[Exercise details]:
The answer must be the full listing, retyped exactly.

Data to use START

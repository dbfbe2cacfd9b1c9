//! Mailbox-to-audio ingestion pipeline.
//!
//! One run walks `Enumerate → {Fetch → Extract → {Download}* → Mark}*`.
//! A message id enters the ledger only after every link extracted from it
//! has been attempted, whatever the individual download outcomes were.
//!
//! Sequential processing (`max_concurrent_messages = 1`) is the reference
//! behaviour. With more, messages run side by side; ledger writes are
//! serialised through a mutex and each download leases its own sandbox slot.

use std::collections::HashSet;
use std::sync::Arc;

use futures::stream::{self, StreamExt};
use thiserror::Error;
use tokio::sync::Mutex;
use tokio_util::sync::CancellationToken;
use tracing::{debug, error, info, instrument, warn};

use crate::domain::{DownloadResult, MessageId, MessageRecord, RunState, RunSummary, VideoUrl};
use crate::mailbox::{MessageFilter, MessageSource, SourceError};

use super::extractor::LinkExtractor;
use super::ledger::{LedgerError, ProcessedLedger};
use super::sandbox::DownloadSandbox;

/// Errors that halt a run
#[derive(Debug, Error)]
pub enum PipelineError {
    #[error("Mailbox unavailable: {0}")]
    SourceUnavailable(String),

    #[error("Ledger unwritable: {0}")]
    LedgerUnwritable(#[from] LedgerError),
}

/// Run-level settings
#[derive(Debug, Clone)]
pub struct PipelineSettings {
    pub filter: MessageFilter,
    pub max_concurrent_messages: usize,
}

impl Default for PipelineSettings {
    fn default() -> Self {
        Self {
            filter: MessageFilter::all(),
            max_concurrent_messages: 1,
        }
    }
}

/// What happened to one message
#[derive(Debug)]
enum MessageOutcome {
    /// Already in the ledger
    Skipped,

    /// Body could not be fetched; left unmarked for the next run
    FetchFailed,

    /// Every link attempted and the id recorded
    Processed {
        results: Vec<DownloadResult>,
        duplicates: usize,
    },
}

/// Root orchestrator wiring source, extractor, ledger and sandbox
pub struct Pipeline {
    source: Arc<dyn MessageSource>,
    extractor: LinkExtractor,
    ledger: Arc<Mutex<ProcessedLedger>>,
    sandbox: Arc<DownloadSandbox>,
    settings: PipelineSettings,
}

impl Pipeline {
    pub fn new(
        source: Arc<dyn MessageSource>,
        extractor: LinkExtractor,
        ledger: ProcessedLedger,
        sandbox: Arc<DownloadSandbox>,
        settings: PipelineSettings,
    ) -> Self {
        Self {
            source,
            extractor,
            ledger: Arc::new(Mutex::new(ledger)),
            sandbox,
            settings,
        }
    }

    /// Shared handle to the ledger
    pub fn ledger(&self) -> Arc<Mutex<ProcessedLedger>> {
        self.ledger.clone()
    }

    /// Execute one pass over the mailbox.
    ///
    /// Returns `Ok` once enumeration completed (or was cancelled), even if
    /// individual messages or downloads failed. Only a fatal error is `Err`.
    #[instrument(skip_all, fields(source = self.source.name()))]
    pub async fn run(&self, cancel: &CancellationToken) -> Result<RunSummary, PipelineError> {
        let mut summary = RunSummary::new();
        info!(run_id = %summary.id, "Starting run");

        match self.run_messages(&mut summary, cancel).await {
            Ok(()) => {
                let state = if cancel.is_cancelled() {
                    RunState::Cancelled
                } else {
                    RunState::Completed
                };
                summary.finish(state);
                info!(
                    run_id = %summary.id,
                    seen = summary.messages_seen,
                    skipped = summary.messages_skipped,
                    processed = summary.messages_processed,
                    fetch_failed = summary.messages_fetch_failed,
                    urls_attempted = summary.urls_attempted,
                    urls_succeeded = summary.urls_succeeded,
                    urls_failed = summary.urls_failed,
                    "Run finished"
                );
                Ok(summary)
            }
            Err(e) => {
                error!(
                    run_id = %summary.id,
                    processed = summary.messages_processed,
                    "Run aborted: {}",
                    e
                );
                Err(e)
            }
        }
    }

    async fn run_messages(
        &self,
        summary: &mut RunSummary,
        cancel: &CancellationToken,
    ) -> Result<(), PipelineError> {
        let listed = self
            .source
            .list_ids(&self.settings.filter)
            .await
            .map_err(|e| match e {
                SourceError::Unavailable(reason) => PipelineError::SourceUnavailable(reason),
                other => PipelineError::SourceUnavailable(other.to_string()),
            })?;

        summary.messages_seen = listed.len();

        // A listing may repeat an id; only its first occurrence is processed
        let mut listed_once = HashSet::new();
        let mut candidates = Vec::with_capacity(listed.len());
        for id in listed {
            if !id.is_ledger_safe() {
                warn!(message_id = ?id.as_str(), "Ignoring id that cannot be recorded");
                summary.messages_skipped += 1;
            } else if listed_once.insert(id.clone()) {
                candidates.push(id);
            } else {
                debug!(message_id = %id, "Listed twice, skipping repeat");
                summary.messages_skipped += 1;
            }
        }

        let concurrency = self.settings.max_concurrent_messages.max(1);
        let mut outcomes = stream::iter(candidates)
            .take_while(|_| futures::future::ready(!cancel.is_cancelled()))
            .map(|id| async move {
                let outcome = self.process_message(&id).await;
                (id, outcome)
            })
            .buffer_unordered(concurrency);

        while let Some((id, outcome)) = outcomes.next().await {
            match outcome? {
                MessageOutcome::Skipped => summary.messages_skipped += 1,
                MessageOutcome::FetchFailed => summary.messages_fetch_failed += 1,
                MessageOutcome::Processed {
                    results,
                    duplicates,
                } => {
                    debug!(message_id = %id, urls = results.len(), "Message processed");
                    summary.messages_processed += 1;
                    summary.urls_duplicated += duplicates;
                    if results.is_empty() {
                        summary.messages_without_links += 1;
                    }
                    for result in &results {
                        summary.record_download(result);
                    }
                }
            }
        }

        if cancel.is_cancelled() {
            info!("Run cancelled, unstarted messages stay unmarked");
        }

        Ok(())
    }

    /// Fetch → Extract → {Download}* → MarkProcessed for one message
    #[instrument(skip(self, id), fields(message_id = %id))]
    async fn process_message(&self, id: &MessageId) -> Result<MessageOutcome, PipelineError> {
        if !self.ledger.lock().await.is_new(id) {
            debug!("Already processed");
            return Ok(MessageOutcome::Skipped);
        }

        let body = match self.source.fetch_body(id).await {
            Ok(body) => body,
            Err(SourceError::Unavailable(reason)) => {
                return Err(PipelineError::SourceUnavailable(reason));
            }
            Err(e) => {
                warn!("{}; will retry next run", e);
                return Ok(MessageOutcome::FetchFailed);
            }
        };

        let record = MessageRecord::new(id.clone(), body);
        let urls: Vec<VideoUrl> = self.extractor.extract(&record.body).collect();
        drop(record);

        let mut distinct = HashSet::new();
        let duplicates = urls
            .iter()
            .filter(|url| !distinct.insert(url.as_str()))
            .count();
        if duplicates > 0 {
            info!(duplicates, "Message repeats links; each occurrence is attempted");
        }

        if urls.is_empty() {
            info!("No video links found");
        } else {
            info!(count = urls.len(), "Found video links");
        }

        let mut results = Vec::with_capacity(urls.len());
        for url in &urls {
            let result = self.sandbox.download(url).await;
            if result.is_success() {
                info!(url = %url, files = result.published().len(), "ok");
            } else {
                warn!(url = %url, outcome = ?result.outcome, "ko");
            }
            results.push(result);
        }

        self.ledger.lock().await.mark_processed(id)?;

        Ok(MessageOutcome::Processed {
            results,
            duplicates,
        })
    }
}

Data to use END

[Response]:
repository dbfbe2cacfd9b1c9
//! Mailbox-to-audio ingestion pipeline.
//!
//! One run walks `Enumerate → {Fetch → Extract → {Download}* → Mark}*`.
//! A message id enters the ledger only after every link extracted from it
//! has been attempted, whatever the individual download outcomes were.
//!
//! Sequential processing (`max_concurrent_messages = 1`) is the reference
//! behaviour. With more, messages run side by side; ledger writes are
//! serialised through a mutex and each download leases its own sandbox slot.

use std::collections::HashSet;
use std::sync::Arc;

use futures::stream::{self, StreamExt};
use thiserror::Error;
use tokio::sync::Mutex;
use tokio_util::sync::CancellationToken;
use tracing::{debug, error, info, instrument, warn};

use crate::domain::{DownloadResult, MessageId, MessageRecord, RunState, RunSummary, VideoUrl};
use crate::mailbox::{MessageFilter, MessageSource, SourceError};

use super::extractor::LinkExtractor;
use super::ledger::{LedgerError, ProcessedLedger};
use super::sandbox::DownloadSandbox;

/// Errors that halt a run
#[derive(Debug, Error)]
pub enum PipelineError {
    #[error("Mailbox unavailable: {0}")]
    SourceUnavailable(String),

    #[error("Ledger unwritable: {0}")]
    LedgerUnwritable(#[from] LedgerError),
}

/// Run-level settings
#[derive(Debug, Clone)]
pub struct PipelineSettings {
    pub filter: MessageFilter,
    pub max_concurrent_messages: usize,
}

impl Default for PipelineSettings {
    fn default() -> Self {
        Self {
            filter: MessageFilter::all(),
            max_concurrent_messages: 1,
        }
    }
}

/// What happened to one message
#[derive(Debug)]
enum MessageOutcome {
    /// Already in the ledger
    Skipped,

    /// Body could not be fetched; left unmarked for the next run
    FetchFailed,

    /// Every link attempted and the id recorded
    Processed {
        results: Vec<DownloadResult>,
        duplicates: usize,
    },
}

/// Root orchestrator wiring source, extractor, ledger and sandbox
pub struct Pipeline {
    source: Arc<dyn MessageSource>,
    extractor: LinkExtractor,
    ledger: Arc<Mutex<ProcessedLedger>>,
    sandbox: Arc<DownloadSandbox>,
    settings: PipelineSettings,
}

impl Pipeline {
    pub fn new(
        source: Arc<dyn MessageSource>,
        extractor: LinkExtractor,
        ledger: ProcessedLedger,
        sandbox: Arc<DownloadSandbox>,
        settings: PipelineSettings,
    ) -> Self {
        Self {
            source,
            extractor,
            ledger: Arc::new(Mutex::new(ledger)),
            sandbox,
            settings,
        }
    }

    /// Shared handle to the ledger
    pub fn ledger(&self) -> Arc<Mutex<ProcessedLedger>> {
        self.ledger.clone()
    }

    /// Execute one pass over the mailbox.
    ///
    /// Returns `Ok` once enumeration completed (or was cancelled), even if
    /// individual messages or downloads failed. Only a fatal error is `Err`.
    #[instrument(skip_all, fields(source = self.source.name()))]
    pub async fn run(&self, cancel: &CancellationToken) -> Result<RunSummary, PipelineError> {
        let mut summary = RunSummary::new();
        info!(run_id = %summary.id, "Starting run");

        match self.run_messages(&mut summary, cancel).await {
            Ok(()) => {
                let state = if cancel.is_cancelled() {
                    RunState::Cancelled
                } else {
                    RunState::Completed
                };
                summary.finish(state);
                info!(
                    run_id = %summary.id,
                    seen = summary.messages_seen,
                    skipped = summary.messages_skipped,
                    processed = summary.messages_processed,
                    fetch_failed = summary.messages_fetch_failed,
                    urls_attempted = summary.urls_attempted,
                    urls_succeeded = summary.urls_succeeded,
                    urls_failed = summary.urls_failed,
                    "Run finished"
                );
                Ok(summary)
            }
            Err(e) => {
                error!(
                    run_id = %summary.id,
                    processed = summary.messages_processed,
                    "Run aborted: {}",
                    e
                );
                Err(e)
            }
        }
    }

    async fn run_messages(
        &self,
        summary: &mut RunSummary,
        cancel: &CancellationToken,
    ) -> Result<(), PipelineError> {
        let listed = self
            .source
            .list_ids(&self.settings.filter)
            .await
            .map_err(|e| match e {
                SourceError::Unavailable(reason) => PipelineError::SourceUnavailable(reason),
                other => PipelineError::SourceUnavailable(other.to_string()),
            })?;

        summary.messages_seen = listed.len();

        // A listing may repeat an id; only its first occurrence is processed
        let mut listed_once = HashSet::new();
        let mut candidates = Vec::with_capacity(listed.len());
        for id in listed {
            if !id.is_ledger_safe() {
                warn!(message_id = ?id.as_str(), "Ignoring id that cannot be recorded");
                summary.messages_skipped += 1;
            } else if listed_once.insert(id.clone()) {
                candidates.push(id);
            } else {
                debug!(message_id = %id, "Listed twice, skipping repeat");
                summary.messages_skipped += 1;
            }
        }

        let concurrency = self.settings.max_concurrent_messages.max(1);
        let mut outcomes = stream::iter(candidates)
            .take_while(|_| futures::future::ready(!cancel.is_cancelled()))
            .map(|id| async move {
                let outcome = self.process_message(&id).await;
                (id, outcome)
            })
            .buffer_unordered(concurrency);

        while let Some((id, outcome)) = outcomes.next().await {
            match outcome? {
                MessageOutcome::Skipped => summary.messages_skipped += 1,
                MessageOutcome::FetchFailed => summary.messages_fetch_failed += 1,
                MessageOutcome::Processed {
                    results,
                    duplicates,
                } => {
                    debug!(message_id = %id, urls = results.len(), "Message processed");
                    summary.messages_processed += 1;
                    summary.urls_duplicated += duplicates;
                    if results.is_empty() {
                        summary.messages_without_links += 1;
                    }
                    for result in &results {
                        summary.record_download(result);
                    }
                }
            }
        }

        if cancel.is_cancelled() {
            info!("Run cancelled, unstarted messages stay unmarked");
        }

        Ok(())
    }

    /// Fetch → Extract → {Download}* → MarkProcessed for one message
    #[instrument(skip(self, id), fields(message_id = %id))]
    async fn process_message(&self, id: &MessageId) -> Result<MessageOutcome, PipelineError> {
        if !self.ledger.lock().await.is_new(id) {
            debug!("Already processed");
            return Ok(MessageOutcome::Skipped);
        }

        let body = match self.source.fetch_body(id).await {
            Ok(body) => body,
            Err(SourceError::Unavailable(reason)) => {
                return Err(PipelineError::SourceUnavailable(reason));
            }
            Err(e) => {
                warn!("{}; will retry next run", e);
                return Ok(MessageOutcome::FetchFailed);
            }
        };

        let record = MessageRecord::new(id.clone(), body);
        let urls: Vec<VideoUrl> = self.extractor.extract(&record.body).collect();
        drop(record);

        let mut distinct = HashSet::new();
        let duplicates = urls
            .iter()
            .filter(|url| !distinct.insert(url.as_str()))
            .count();
        if duplicates > 0 {
            info!(duplicates, "Message repeats links; each occurrence is attempted");
        }

        if urls.is_empty() {
            info!("No video links found");
        } else {
            info!(count = urls.len(), "Found video links");
        }

        let mut results = Vec::with_capacity(urls.len());
        for url in &urls {
            let result = self.sandbox.download(url).await;
            if result.is_success() {
                info!(url = %url, files = result.published().len(), "ok");
            } else {
                warn!(url = %url, outcome = ?result.outcome, "ko");
            }
            results.push(result);
        }

        self.ledger.lock().await.mark_processed(id)?;

        Ok(MessageOutcome::Processed {
            results,
            duplicates,
        })
    }
}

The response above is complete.